One day I was enjoying lunch at a Subway minding my own business while reading the local news on my phone. A pair of gentleman walked in and they happened to be friends that were catching up with each other. They got their food and sat down to make a conversation about their sons getting involved with travel baseball. One gentleman brought up that his sons coach was teaching one of their best pitchers a slider. He also mentioned that the kid was throwing this pitch too well, that it eventually caused him to have a UCL injury. A torn UCL at the age of 15. This poor kid needed Tommy John surgery at the age of 15 because of a pitch that no one should throw until they get to college.

Trouble With the Slider

A slider could be one of the most devastating pitches in baseball if thrown right. This pitch is supposed to be thrown like a fastball to where it creates deception to where the pitch looks like a fastball one second then suddenly there’s a sharp break away from a right handed hitter or away from a left handed hitter (depending if you are right or left handed pitcher).
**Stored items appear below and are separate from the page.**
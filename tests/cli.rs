#![forbid(unsafe_code)]
//! Fumée de bout en bout sur le binaire.

use assert_cmd::Command;
use predicates::prelude::*;
use tempfile::tempdir;

fn cli(data: &std::path::Path) -> Command {
    let mut cmd = Command::cargo_bin("cuadrante-cli").unwrap();
    cmd.arg("--data").arg(data);
    cmd
}

#[test]
fn import_then_generate_full_coverage() {
    let dir = tempdir().unwrap();
    let data = dir.path().join("cuadrante.json");
    let people = dir.path().join("people.csv");
    std::fs::write(
        &people,
        "id,name,role,category\n1,Ana,driver,plant\n2,Luz,driver,plant\n",
    )
    .unwrap();

    cli(&data)
        .arg("import-people")
        .arg("--csv")
        .arg(&people)
        .assert()
        .success();

    // aucune route au catalogue : couverture triviale, code 0
    cli(&data)
        .arg("generate")
        .arg("--year")
        .arg("2025")
        .arg("--month")
        .arg("11")
        .assert()
        .success()
        .stdout(predicate::str::contains("OK: full coverage"));
}

#[test]
fn generate_with_gaps_exits_with_code_2() {
    let dir = tempdir().unwrap();
    let data = dir.path().join("cuadrante.json");
    let people = dir.path().join("people.csv");
    let routes = dir.path().join("routes.json");
    std::fs::write(&people, "id,name,role,category\n1,Ana,driver,plant\n").unwrap();
    std::fs::write(
        &routes,
        r#"[{"short_code":"R1","assignment_mode":"default"},{"short_code":"R2","assignment_mode":"default"}]"#,
    )
    .unwrap();

    cli(&data)
        .arg("import-people")
        .arg("--csv")
        .arg(&people)
        .assert()
        .success();
    cli(&data)
        .arg("import-routes")
        .arg("--json")
        .arg(&routes)
        .assert()
        .success();

    // une seule personne pour deux routes : jours à trous, code 2
    cli(&data)
        .arg("generate")
        .arg("--year")
        .arg("2025")
        .arg("--month")
        .arg("11")
        .assert()
        .code(2)
        .stderr(predicate::str::contains("no driver for"));
}

#[test]
fn invalid_month_is_rejected() {
    let dir = tempdir().unwrap();
    let data = dir.path().join("cuadrante.json");
    cli(&data)
        .arg("generate")
        .arg("--year")
        .arg("2025")
        .arg("--month")
        .arg("13")
        .assert()
        .failure()
        .stderr(predicate::str::contains("month must be 1-12"));
}
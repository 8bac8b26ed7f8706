use crate::model::{Calendar, PersonId};
use std::collections::BTreeMap;
use thiserror::Error;

/// Options de génération.
#[derive(Debug, Clone)]
pub struct GenerateOptions {
    /// Longueur de bloc GT/P des superviseurs.
    pub supervisor_block_len: u8,
    /// Ordre de priorité des catégories pour la distribution du pool ;
    /// les catégories absentes passent après, dans l'ordre du roster.
    pub category_priority: Vec<String>,
}

impl Default for GenerateOptions {
    fn default() -> Self {
        Self {
            supervisor_block_len: 2,
            category_priority: Vec::new(),
        }
    }
}

/// Avertissements de validation du catalogue ; la génération continue en
/// mode dégradé, l'appelant décide quoi en faire.
#[derive(Debug, Clone, PartialEq, Eq)]
pub enum ValidationWarning {
    /// Route alternating_2x2 sans `alternating_linked_route`.
    AlternatingLinkMissing { route: String },
    /// Route loader_like avec moins de trois chauffeurs configurés.
    LoaderRotationIncomplete { route: String, configured: usize },
}

impl std::fmt::Display for ValidationWarning {
    fn fmt(&self, f: &mut std::fmt::Formatter<'_>) -> std::fmt::Result {
        match self {
            Self::AlternatingLinkMissing { route } => {
                write!(f, "route {route}: alternating_2x2 without linked route")
            }
            Self::LoaderRotationIncomplete { route, configured } => {
                write!(
                    f,
                    "route {route}: loader_like rotation has {configured} driver(s), expected 3"
                )
            }
        }
    }
}

/// Trace d'une couverture de congés par un jocker.
#[derive(Debug, Clone, PartialEq, Eq)]
pub struct CoverageNote {
    pub day: u32,
    pub jocker: PersonId,
    pub covered: PersonId,
    pub route: String,
}

/// Résultat d'une génération : calendrier + routes restées sans chauffeur
/// par jour (ordre du pool : principales puis secondaires).
#[derive(Debug, Clone)]
pub struct GenerationResult {
    pub schedule: Calendar,
    pub missing: BTreeMap<u32, Vec<String>>,
    pub coverage: Vec<CoverageNote>,
    pub warnings: Vec<ValidationWarning>,
}

#[derive(Error, Debug)]
pub enum EngineError {
    #[error("invalid month index: {0} (expected 0-11)")]
    InvalidMonth(u32),
    #[error("invalid date: year {year}, month index {month0}")]
    InvalidDate { year: i32, month0: u32 },
    #[error(transparent)]
    Other(#[from] anyhow::Error),
}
While you are throwing a slider, there is so much wrist snapping involved to where it creates a lot of stress on your elbow. I asked my pitching coach about a slider one day and he replied to me “You don’t need to know that until you advance further into your baseball career”. In my case that was college.

A Call to Arms

To the people who are coaches and aspiring coaches, do not teach your kids this pitch until they get to college. There are alternatives you can teach your kids to throw other than a slider. Teach them how to throw change ups, curve balls, cutters, and sinkers at a young age. These pitches create a little to no stress on the elbow. Avoid the “UCL Destroyers” like sliders and screwballs. Teach your kids how to build arm strength at a early age by long tossing and doing exercises on elastic bands. Tell them that’s very important to maintain a healthy arm.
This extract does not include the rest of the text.